The guard takes 21 steps during his walk across the Tomb – this alludes to the 21 gun salute, the highest honor given any military or foreign dignitary. He hesitates 21 seconds after his about face to begin his return walk for the same reason. His gloves are moistened to prevent his losing his grip on the rifle which he carries on the shoulder away from the tomb. After each march across, he executes an about face and moves the rifle to the outside shoulder. Guards are changed every 30 minutes, 24 hours a day, 365 days a year. To apply for guard duty, he must be between 5’10” and 6’2” tall with a waist size not to exceed 30”. They must commit 2 years of life to guard the tomb, live in a barracks under the tomb, and cannot drink any alcohol on or off duty for the rest of their lives! They cannot swear in public for the rest of their lives and cannot disgrace the uniform or the tomb in any way. After 2 years, each guard is given a wreath pin that is worn on their lapel signifying they served as a guard of the tomb. There are only 400 presently worn. They must obey these rules for the rest of their lives or give up the wreath pin.

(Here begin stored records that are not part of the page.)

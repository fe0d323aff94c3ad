//! Authenticated CMR search.

use std::sync::Arc;

use indicatif::{ProgressBar, ProgressStyle};
use reqwest::blocking::Response;
use reqwest::header::ACCEPT;
use serde::Deserialize;
use serde_json::Value;
use tracing::{debug, info, warn};

use crate::error::{Error, Result, ServiceErrorBody};
use crate::granule::{CollectionSummary, GranuleRecord, LinkFilter};
use crate::http::{HttpSession, parse_json, read_text};
use crate::query::CatalogQuery;
use crate::token::{TokenLifecycleManager, TokenSource};
use crate::util::urljoin;

const HITS_HEADER: &str = "CMR-Hits";
const SEARCH_AFTER_HEADER: &str = "CMR-Search-After";

/// Filters for [`CatalogClient::list_collections`].
#[derive(Debug, Clone, PartialEq, Eq)]
pub struct CollectionQuery {
    pub provider: Option<String>,
    pub project: Option<String>,
    pub cloud_hosted: bool,
    pub has_granules: bool,
    pub page_size: usize,
}

impl Default for CollectionQuery {
    fn default() -> Self {
        Self {
            provider: None,
            project: None,
            cloud_hosted: true,
            has_granules: true,
            page_size: 100,
        }
    }
}

impl CollectionQuery {
    /// Cloud-hosted collections of one provider and project, e.g.
    /// `LPCLOUD` / `ECOSTRESS`.
    pub fn for_project(provider: impl Into<String>, project: impl Into<String>) -> Self {
        Self {
            provider: Some(provider.into()),
            project: Some(project.into()),
            ..Self::default()
        }
    }

    fn params(&self) -> Vec<(&'static str, String)> {
        let mut params = vec![
            ("cloud_hosted", self.cloud_hosted.to_string()),
            ("has_granules", self.has_granules.to_string()),
        ];
        if let Some(p) = &self.provider {
            params.push(("provider", p.clone()));
        }
        if let Some(p) = &self.project {
            params.push(("project", p.clone()));
        }
        params.push(("page_size", self.page_size.to_string()));
        params
    }
}

/// Everything a granule search produced.
#[derive(Debug, Default)]
pub struct SearchResults {
    pub granules: Vec<GranuleRecord>,
    /// Entries that could not be turned into records.
    pub rejected: Vec<Error>,
    /// Total hits reported by the catalog.
    pub hits: Option<u64>,
}

#[derive(Debug, Deserialize)]
struct FeedEnvelope {
    feed: Feed,
}

#[derive(Debug, Deserialize)]
struct Feed {
    #[serde(default)]
    entry: Vec<Value>,
}

struct Page {
    entries: Vec<Value>,
    hits: Option<u64>,
    search_after: Option<String>,
}

/// CMR search client authenticated with Earthdata Login bearer tokens.
#[derive(Debug)]
pub struct CatalogClient<T = Arc<TokenLifecycleManager>> {
    http: HttpSession,
    base_url: String,
    auth_host: String,
    tokens: T,
    links: LinkFilter,
    progress: bool,
}

impl<T: TokenSource> CatalogClient<T> {
    /// `base_url` is the CMR search root, e.g.
    /// `https://cmr.earthdata.nasa.gov/search`; tokens are requested for
    /// `auth_host`.
    pub fn new(http: HttpSession, base_url: impl Into<String>, auth_host: impl Into<String>, tokens: T) -> Self {
        Self {
            http,
            base_url: base_url.into(),
            auth_host: auth_host.into(),
            tokens,
            links: LinkFilter::default(),
            progress: false,
        }
    }

    pub fn with_link_filter(mut self, links: LinkFilter) -> Self {
        self.links = links;
        self
    }

    pub fn with_progress(mut self, progress: bool) -> Self {
        self.progress = progress;
        self
    }

    /// Granules matching `query`. Malformed entries are logged and skipped.
    pub fn search(&self, query: &CatalogQuery) -> Result<Vec<GranuleRecord>> {
        Ok(self.search_detailed(query)?.granules)
    }

    pub fn search_detailed(&self, query: &CatalogQuery) -> Result<SearchResults> {
        let url = urljoin(&self.base_url, "granules.json");
        let params = query.params();

        let pb = if self.progress {
            let pb = ProgressBar::new(0);
            if let Ok(style) = ProgressStyle::with_template("{spinner:.green} {pos}/{len} granules {wide_bar} {eta}") {
                pb.set_style(style.progress_chars("=>-"));
            }
            pb
        } else {
            ProgressBar::hidden()
        };

        let mut results = SearchResults::default();
        let mut search_after: Option<String> = None;
        let mut pages = 0usize;

        loop {
            pages += 1;
            let page = self.get_page(&url, &params, search_after.as_deref())?;

            if pages == 1 {
                results.hits = page.hits;
                if let Some(hits) = page.hits {
                    pb.set_length(hits);
                }
                info!(
                    collection = %query.collection_id,
                    hits = page.hits.unwrap_or_default(),
                    "granule search"
                );
            }

            let count = page.entries.len();
            for entry in &page.entries {
                match GranuleRecord::from_entry(entry, &self.links) {
                    Ok(g) => {
                        debug!(id = %g.id, data_center = %g.data_center, dataset = %g.dataset_id, "granule");
                        results.granules.push(g);
                    }
                    Err(e) => {
                        warn!(error = %e, "skipping malformed granule entry");
                        results.rejected.push(e);
                    }
                }
            }
            pb.inc(count as u64);

            let seen = (results.granules.len() + results.rejected.len()) as u64;
            let done = count < query.page_size
                || page.search_after.is_none()
                || results.hits.is_some_and(|h| seen >= h)
                || query.max_pages.is_some_and(|m| pages >= m);
            if done {
                break;
            }
            search_after = page.search_after;
        }

        pb.finish_and_clear();
        Ok(results)
    }

    /// Collections matching `query`, for discovery.
    pub fn list_collections(&self, query: &CollectionQuery) -> Result<Vec<CollectionSummary>> {
        let url = urljoin(&self.base_url, "collections.json");
        let page = self.get_page(&url, &query.params(), None)?;
        info!(hits = page.hits.unwrap_or_default(), "collection search");

        let mut out = Vec::with_capacity(page.entries.len());
        for entry in page.entries {
            match serde_json::from_value::<CollectionSummary>(entry) {
                Ok(c) => {
                    debug!(
                        archive_center = c.archive_center.as_deref().unwrap_or(""),
                        dataset = c.dataset_id.as_deref().unwrap_or(""),
                        id = %c.concept_id,
                        "collection"
                    );
                    out.push(c);
                }
                Err(e) => warn!(error = %e, "skipping malformed collection entry"),
            }
        }
        Ok(out)
    }

    fn get_page(&self, url: &str, params: &[(&'static str, String)], search_after: Option<&str>) -> Result<Page> {
        let token = self.tokens.bearer_token(&self.auth_host)?;

        let resp = self.http.robust_request(url, |c| {
            let mut req = c
                .get(url)
                .bearer_auth(&token.value)
                .header(ACCEPT, "application/json")
                .query(params);
            if let Some(sa) = search_after {
                req = req.header(SEARCH_AFTER_HEADER, sa);
            }
            req.send()
        })?;

        let hits = header(&resp, HITS_HEADER).and_then(|h| h.parse::<u64>().ok());
        let next = header(&resp, SEARCH_AFTER_HEADER);
        let (status, text) = read_text(url, resp)?;

        if !status.is_success() {
            let (code, description) = ServiceErrorBody::parse(&text).code_and_description(status, &text);
            return Err(Error::CatalogQuery {
                status: status.as_u16(),
                code,
                description,
            });
        }

        let envelope: FeedEnvelope = parse_json(url, &text)?;
        Ok(Page {
            entries: envelope.feed.entry,
            hits,
            search_after: next,
        })
    }
}

fn header(resp: &Response, name: &str) -> Option<String> {
    resp.headers()
        .get(name)
        .and_then(|v| v.to_str().ok())
        .map(str::to_string)
}

#[cfg(test)]
mod tests {
    use super::*;

    #[test]
    fn collection_query_defaults_match_cloud_discovery() {
        let q = CollectionQuery::for_project("LPCLOUD", "ECOSTRESS");
        assert_eq!(
            q.params(),
            vec![
                ("cloud_hosted", "true".to_string()),
                ("has_granules", "true".to_string()),
                ("provider", "LPCLOUD".to_string()),
                ("project", "ECOSTRESS".to_string()),
                ("page_size", "100".to_string()),
            ]
        );
    }
}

Their shoes are specially made with very thick soles to keep the heat and cold from their feet. Metal heel plates extend to the top of the shoe to make the loud click as they come to a halt. There are no wrinkles, folds or lint on the uniform. Guards dress for duty in front of a full-length mirror. The first six months of duty a guard cannot talk to anyone, nor watch TV. All off duty time is spent studying the 175 notable people laid to rest in Arlington National Cemetery. A guard must memorize who they are and where they are interred. Among the notables are: President Taft, Joe E. Lewis (the boxer), and Medal of Honor winner Audie Murphy (the most decorated soldier of WWII) of Hollywood fame. Every guard spends five hours a day getting his uniforms ready for guard duty. Daunting, right? We wept as we watched these young men pacing off their 21 steps. In fact, we pretty much wept throughout our entire time at Arlington. A very sobering place.

My daughter-in-law, Michon, mother of 3 year old Caleb and almost 2 years old Brady, posted this quote, attributed to Ben Carson, on her Facebook page and I liked it so much that I put it in my column in the Mountain Views News this past week and am sending it along to all you dear friends out there in blog land:

“While much of America seems to be getting more and more divisive, I’m going to be holding doors for strangers, letting people cut in front of me in traffic, greeting all I meet, exercising patience with others, and smiling at strangers. I’ll do this as often as I have the opportunity. I will not stand idly by and let children live in a world where unconditional love is invisible and being rude is acceptable. Join me in showing love and respect to others. Find your way to swing the pendulum in the direction of love, because today, sadly, hate is gaining ground. Love must begin somewhere and love will overcome hate. Imagine the difference if we each purposely love a little more.”  Can’t hurt!